**Brief:**
Your answer must be the records below, reproduced exactly.

**Input:**
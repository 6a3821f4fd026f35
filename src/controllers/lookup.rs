//! Resolving the objects a resource refers to.

use crate::api::{DataMigration, Database, Migration, SourceKind, Table, View};
use crate::store::{Cluster, ObjectKey, Result};

pub async fn database(
    cluster: &Cluster,
    namespace: &str,
    name: &str,
) -> Result<Option<Database>> {
    cluster.databases.get(namespace, name).await
}

/// The resource a `Migration` was planned from.
#[derive(Debug, Clone)]
pub enum MigrationSource {
    Table(Table),
    View(View),
    DataMigration(DataMigration),
}

impl MigrationSource {
    pub fn database_name(&self) -> &str {
        match self {
            MigrationSource::Table(t) => &t.spec.database,
            MigrationSource::View(v) => &v.spec.database,
            MigrationSource::DataMigration(d) => &d.spec.database,
        }
    }

    pub fn kind(&self) -> SourceKind {
        match self {
            MigrationSource::Table(_) => SourceKind::Table,
            MigrationSource::View(_) => SourceKind::View,
            MigrationSource::DataMigration(_) => SourceKind::DataMigration,
        }
    }
}

fn source_key(migration: &Migration) -> ObjectKey {
    let namespace = if migration.spec.table_namespace.is_empty() {
        ObjectKey::of(migration).namespace
    } else {
        migration.spec.table_namespace.clone()
    };
    ObjectKey::new(namespace, migration.spec.table_name.clone())
}

pub async fn migration_source(
    cluster: &Cluster,
    migration: &Migration,
) -> Result<Option<MigrationSource>> {
    let key = source_key(migration);
    Ok(match migration.spec.source_kind {
        SourceKind::Table => cluster
            .tables
            .get(&key.namespace, &key.name)
            .await?
            .map(MigrationSource::Table),
        SourceKind::View => cluster
            .views
            .get(&key.namespace, &key.name)
            .await?
            .map(MigrationSource::View),
        SourceKind::DataMigration => cluster
            .data_migrations
            .get(&key.namespace, &key.name)
            .await?
            .map(MigrationSource::DataMigration),
    })
}

/// The database a `Migration` targets.
pub async fn migration_database(
    cluster: &Cluster,
    migration: &Migration,
) -> Result<Option<Database>> {
    let key = source_key(migration);
    database(cluster, &key.namespace, &migration.spec.database_name).await
}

**Exercise answer:**
repository 6a3821f4fd026f35
filename src/controllers/lookup.rs
//! Resolving the objects a resource refers to.

use crate::api::{DataMigration, Database, Migration, SourceKind, Table, View};
use crate::store::{Cluster, ObjectKey, Result};

pub async fn database(
    cluster: &Cluster,
    namespace: &str,
    name: &str,
) -> Result<Option<Database>> {
    cluster.databases.get(namespace, name).await
}

/// The resource a `Migration` was planned from.
#[derive(Debug, Clone)]
pub enum MigrationSource {
    Table(Table),
    View(View),
    DataMigration(DataMigration),
}

impl MigrationSource {
    pub fn database_name(&self) -> &str {
        match self {
            MigrationSource::Table(t) => &t.spec.database,
            MigrationSource::View(v) => &v.spec.database,
            MigrationSource::DataMigration(d) => &d.spec.database,
        }
    }

    pub fn kind(&self) -> SourceKind {
        match self {
            MigrationSource::Table(_) => SourceKind::Table,
            MigrationSource::View(_) => SourceKind::View,
            MigrationSource::DataMigration(_) => SourceKind::DataMigration,
        }
    }
}

fn source_key(migration: &Migration) -> ObjectKey {
    let namespace = if migration.spec.table_namespace.is_empty() {
        ObjectKey::of(migration).namespace
    } else {
        migration.spec.table_namespace.clone()
    };
    ObjectKey::new(namespace, migration.spec.table_name.clone())
}

pub async fn migration_source(
    cluster: &Cluster,
    migration: &Migration,
) -> Result<Option<MigrationSource>> {
    let key = source_key(migration);
    Ok(match migration.spec.source_kind {
        SourceKind::Table => cluster
            .tables
            .get(&key.namespace, &key.name)
            .await?
            .map(MigrationSource::Table),
        SourceKind::View => cluster
            .views
            .get(&key.namespace, &key.name)
            .await?
            .map(MigrationSource::View),
        SourceKind::DataMigration => cluster
            .data_migrations
            .get(&key.namespace, &key.name)
            .await?
            .map(MigrationSource::DataMigration),
    })
}

/// The database a `Migration` targets.
pub async fn migration_database(
    cluster: &Cluster,
    migration: &Migration,
) -> Result<Option<Database>> {
    let key = source_key(migration);
    database(cluster, &key.namespace, &migration.spec.database_name).await
}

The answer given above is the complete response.